TASK ITEM
Gather each line of the entries below that includes "threshold".

THE RECORDS
::::::::

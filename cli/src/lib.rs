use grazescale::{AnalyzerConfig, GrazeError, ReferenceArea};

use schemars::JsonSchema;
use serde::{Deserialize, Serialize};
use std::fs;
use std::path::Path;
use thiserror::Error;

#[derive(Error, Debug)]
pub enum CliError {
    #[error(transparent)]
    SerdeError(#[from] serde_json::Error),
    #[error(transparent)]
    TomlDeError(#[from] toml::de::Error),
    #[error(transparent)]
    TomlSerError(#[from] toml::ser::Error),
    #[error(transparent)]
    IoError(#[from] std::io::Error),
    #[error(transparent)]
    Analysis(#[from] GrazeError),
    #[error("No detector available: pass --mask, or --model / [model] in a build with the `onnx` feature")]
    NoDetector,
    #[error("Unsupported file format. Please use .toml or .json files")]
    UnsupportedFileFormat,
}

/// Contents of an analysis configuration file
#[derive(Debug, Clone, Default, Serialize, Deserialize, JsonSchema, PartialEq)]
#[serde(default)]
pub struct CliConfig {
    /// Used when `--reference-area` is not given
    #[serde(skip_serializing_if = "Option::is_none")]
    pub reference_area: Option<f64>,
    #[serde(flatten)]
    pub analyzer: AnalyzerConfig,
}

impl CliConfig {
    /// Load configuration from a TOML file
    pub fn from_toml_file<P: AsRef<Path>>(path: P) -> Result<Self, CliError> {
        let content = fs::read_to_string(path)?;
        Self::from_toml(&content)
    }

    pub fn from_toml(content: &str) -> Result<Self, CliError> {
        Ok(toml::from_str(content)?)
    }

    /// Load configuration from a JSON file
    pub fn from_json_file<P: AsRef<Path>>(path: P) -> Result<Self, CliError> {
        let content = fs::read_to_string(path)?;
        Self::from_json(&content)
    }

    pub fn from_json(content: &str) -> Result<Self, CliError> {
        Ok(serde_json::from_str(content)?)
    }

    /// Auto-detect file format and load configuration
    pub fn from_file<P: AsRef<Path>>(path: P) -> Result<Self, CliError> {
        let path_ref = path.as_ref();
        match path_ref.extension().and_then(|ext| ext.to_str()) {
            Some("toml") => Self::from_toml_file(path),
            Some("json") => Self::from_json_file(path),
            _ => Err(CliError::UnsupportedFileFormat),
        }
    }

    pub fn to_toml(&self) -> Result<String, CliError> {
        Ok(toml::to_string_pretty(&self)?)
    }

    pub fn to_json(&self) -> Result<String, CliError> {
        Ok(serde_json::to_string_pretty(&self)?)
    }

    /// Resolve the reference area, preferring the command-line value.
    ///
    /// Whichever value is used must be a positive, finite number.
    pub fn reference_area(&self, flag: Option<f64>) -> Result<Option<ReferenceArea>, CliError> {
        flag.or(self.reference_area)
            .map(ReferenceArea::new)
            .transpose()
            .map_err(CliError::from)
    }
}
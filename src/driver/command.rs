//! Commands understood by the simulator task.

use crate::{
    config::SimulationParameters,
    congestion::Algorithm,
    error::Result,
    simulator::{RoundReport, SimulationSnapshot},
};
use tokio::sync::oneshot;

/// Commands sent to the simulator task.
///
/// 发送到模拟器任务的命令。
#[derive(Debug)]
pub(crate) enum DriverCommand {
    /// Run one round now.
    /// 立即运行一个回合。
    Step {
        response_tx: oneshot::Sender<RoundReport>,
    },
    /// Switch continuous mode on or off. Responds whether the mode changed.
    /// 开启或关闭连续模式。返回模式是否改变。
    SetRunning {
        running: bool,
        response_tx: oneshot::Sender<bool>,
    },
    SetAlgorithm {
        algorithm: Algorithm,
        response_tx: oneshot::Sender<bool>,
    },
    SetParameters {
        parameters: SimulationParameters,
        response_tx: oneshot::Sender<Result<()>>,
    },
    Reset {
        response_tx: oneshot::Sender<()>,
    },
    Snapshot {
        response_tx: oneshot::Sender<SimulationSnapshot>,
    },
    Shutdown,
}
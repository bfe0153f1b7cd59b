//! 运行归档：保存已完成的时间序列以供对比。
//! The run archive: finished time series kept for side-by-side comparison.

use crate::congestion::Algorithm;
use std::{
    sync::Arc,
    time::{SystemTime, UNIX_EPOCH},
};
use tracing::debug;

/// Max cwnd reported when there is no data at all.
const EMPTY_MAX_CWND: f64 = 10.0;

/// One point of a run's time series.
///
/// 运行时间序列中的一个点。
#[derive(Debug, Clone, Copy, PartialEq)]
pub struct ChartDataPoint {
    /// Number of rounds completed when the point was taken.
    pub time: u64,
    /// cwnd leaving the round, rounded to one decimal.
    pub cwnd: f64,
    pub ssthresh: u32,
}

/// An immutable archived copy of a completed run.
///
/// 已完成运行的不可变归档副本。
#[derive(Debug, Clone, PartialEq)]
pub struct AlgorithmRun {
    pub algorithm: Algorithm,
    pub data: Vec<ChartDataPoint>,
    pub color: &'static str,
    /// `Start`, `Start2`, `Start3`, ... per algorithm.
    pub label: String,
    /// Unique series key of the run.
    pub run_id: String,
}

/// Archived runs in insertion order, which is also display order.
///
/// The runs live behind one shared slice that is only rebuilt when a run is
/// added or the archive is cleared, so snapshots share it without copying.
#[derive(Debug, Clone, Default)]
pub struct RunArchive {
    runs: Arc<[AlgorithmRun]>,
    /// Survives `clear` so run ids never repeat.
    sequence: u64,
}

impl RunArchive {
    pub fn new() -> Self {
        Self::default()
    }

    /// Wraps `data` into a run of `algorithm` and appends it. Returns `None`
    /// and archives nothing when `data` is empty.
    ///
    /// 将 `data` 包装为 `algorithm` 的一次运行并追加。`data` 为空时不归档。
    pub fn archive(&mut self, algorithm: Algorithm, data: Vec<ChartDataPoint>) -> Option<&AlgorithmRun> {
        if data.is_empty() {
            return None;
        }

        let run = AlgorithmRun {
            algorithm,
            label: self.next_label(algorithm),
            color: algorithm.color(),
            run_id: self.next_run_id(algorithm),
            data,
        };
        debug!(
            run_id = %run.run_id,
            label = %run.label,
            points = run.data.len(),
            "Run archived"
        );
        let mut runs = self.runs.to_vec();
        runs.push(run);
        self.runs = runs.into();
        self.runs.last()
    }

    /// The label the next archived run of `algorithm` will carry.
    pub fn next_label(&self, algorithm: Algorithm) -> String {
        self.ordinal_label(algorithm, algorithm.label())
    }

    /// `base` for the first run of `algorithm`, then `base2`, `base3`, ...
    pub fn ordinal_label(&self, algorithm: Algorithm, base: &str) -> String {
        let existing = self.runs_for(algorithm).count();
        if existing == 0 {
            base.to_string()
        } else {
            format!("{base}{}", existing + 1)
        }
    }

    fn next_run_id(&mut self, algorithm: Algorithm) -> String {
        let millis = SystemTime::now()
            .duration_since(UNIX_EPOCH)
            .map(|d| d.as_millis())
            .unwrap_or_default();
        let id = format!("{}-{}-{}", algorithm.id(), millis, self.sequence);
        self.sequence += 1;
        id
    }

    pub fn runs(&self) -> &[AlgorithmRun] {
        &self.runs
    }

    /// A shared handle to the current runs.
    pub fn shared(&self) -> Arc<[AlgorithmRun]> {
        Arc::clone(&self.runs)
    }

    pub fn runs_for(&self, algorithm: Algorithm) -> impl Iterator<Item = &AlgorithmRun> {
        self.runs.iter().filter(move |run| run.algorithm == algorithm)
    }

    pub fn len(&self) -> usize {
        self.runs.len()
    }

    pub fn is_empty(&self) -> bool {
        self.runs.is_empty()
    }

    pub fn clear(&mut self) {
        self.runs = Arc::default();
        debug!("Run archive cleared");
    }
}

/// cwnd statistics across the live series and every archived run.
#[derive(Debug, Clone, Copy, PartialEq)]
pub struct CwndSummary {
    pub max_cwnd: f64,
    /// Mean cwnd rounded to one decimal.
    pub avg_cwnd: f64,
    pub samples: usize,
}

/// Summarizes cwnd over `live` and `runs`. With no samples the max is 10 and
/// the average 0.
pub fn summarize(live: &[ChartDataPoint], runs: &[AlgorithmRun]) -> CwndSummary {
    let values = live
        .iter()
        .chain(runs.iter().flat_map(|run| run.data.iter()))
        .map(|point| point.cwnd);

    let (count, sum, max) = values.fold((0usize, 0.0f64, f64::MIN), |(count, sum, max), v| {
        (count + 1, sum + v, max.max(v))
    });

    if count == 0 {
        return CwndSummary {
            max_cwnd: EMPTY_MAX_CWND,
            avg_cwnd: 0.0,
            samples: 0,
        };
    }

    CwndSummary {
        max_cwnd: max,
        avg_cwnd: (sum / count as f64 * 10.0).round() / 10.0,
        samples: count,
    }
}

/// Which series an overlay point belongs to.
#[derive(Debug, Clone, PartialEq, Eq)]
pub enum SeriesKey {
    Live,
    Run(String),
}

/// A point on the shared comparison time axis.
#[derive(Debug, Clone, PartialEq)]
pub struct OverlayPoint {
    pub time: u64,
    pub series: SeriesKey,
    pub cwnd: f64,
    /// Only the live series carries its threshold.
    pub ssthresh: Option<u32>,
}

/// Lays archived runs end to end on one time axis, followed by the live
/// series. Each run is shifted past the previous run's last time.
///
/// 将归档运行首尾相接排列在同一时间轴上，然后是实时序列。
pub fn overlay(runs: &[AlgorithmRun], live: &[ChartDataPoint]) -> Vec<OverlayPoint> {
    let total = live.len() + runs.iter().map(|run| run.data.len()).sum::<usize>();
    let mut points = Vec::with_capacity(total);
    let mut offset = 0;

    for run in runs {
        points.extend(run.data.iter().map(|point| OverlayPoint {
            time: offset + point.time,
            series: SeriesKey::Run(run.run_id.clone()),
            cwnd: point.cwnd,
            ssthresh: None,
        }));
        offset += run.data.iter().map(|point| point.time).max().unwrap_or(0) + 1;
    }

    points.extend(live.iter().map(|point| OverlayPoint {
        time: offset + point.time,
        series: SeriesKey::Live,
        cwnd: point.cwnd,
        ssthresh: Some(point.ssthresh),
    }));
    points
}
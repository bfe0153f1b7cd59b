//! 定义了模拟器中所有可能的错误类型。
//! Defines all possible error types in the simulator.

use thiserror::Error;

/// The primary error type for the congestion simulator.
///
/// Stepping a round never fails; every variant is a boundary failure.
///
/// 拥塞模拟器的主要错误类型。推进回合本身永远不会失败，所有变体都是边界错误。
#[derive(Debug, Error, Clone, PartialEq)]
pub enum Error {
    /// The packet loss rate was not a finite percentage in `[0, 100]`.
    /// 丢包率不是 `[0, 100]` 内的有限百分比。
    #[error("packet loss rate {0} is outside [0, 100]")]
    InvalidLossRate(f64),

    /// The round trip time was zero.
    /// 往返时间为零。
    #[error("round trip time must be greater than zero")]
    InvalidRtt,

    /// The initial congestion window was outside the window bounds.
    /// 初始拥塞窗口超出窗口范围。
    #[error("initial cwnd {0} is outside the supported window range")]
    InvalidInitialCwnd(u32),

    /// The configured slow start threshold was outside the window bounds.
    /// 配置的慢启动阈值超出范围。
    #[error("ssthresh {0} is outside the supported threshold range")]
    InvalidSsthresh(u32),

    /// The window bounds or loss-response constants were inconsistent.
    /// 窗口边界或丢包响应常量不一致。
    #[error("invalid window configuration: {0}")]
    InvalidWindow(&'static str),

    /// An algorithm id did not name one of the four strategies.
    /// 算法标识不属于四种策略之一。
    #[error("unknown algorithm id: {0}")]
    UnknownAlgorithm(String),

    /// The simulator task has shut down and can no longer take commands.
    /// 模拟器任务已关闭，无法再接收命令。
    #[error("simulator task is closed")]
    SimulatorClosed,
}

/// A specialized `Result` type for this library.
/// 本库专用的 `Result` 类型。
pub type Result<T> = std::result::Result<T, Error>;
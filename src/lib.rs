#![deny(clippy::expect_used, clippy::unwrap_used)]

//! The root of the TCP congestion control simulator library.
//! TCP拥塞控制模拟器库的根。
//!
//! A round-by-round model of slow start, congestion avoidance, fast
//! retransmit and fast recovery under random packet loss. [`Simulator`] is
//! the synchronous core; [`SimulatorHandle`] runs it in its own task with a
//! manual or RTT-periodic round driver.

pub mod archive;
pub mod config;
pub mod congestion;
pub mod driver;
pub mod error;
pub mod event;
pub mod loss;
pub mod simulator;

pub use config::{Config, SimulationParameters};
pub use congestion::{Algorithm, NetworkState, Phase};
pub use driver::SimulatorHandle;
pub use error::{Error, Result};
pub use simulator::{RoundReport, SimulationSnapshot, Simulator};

::::::::

EXERCISE RESPONSE
    /// Only the live series carries its threshold.
    /// The configured slow start threshold was outside the window bounds.
    #[error("ssthresh {0} is outside the supported threshold range")]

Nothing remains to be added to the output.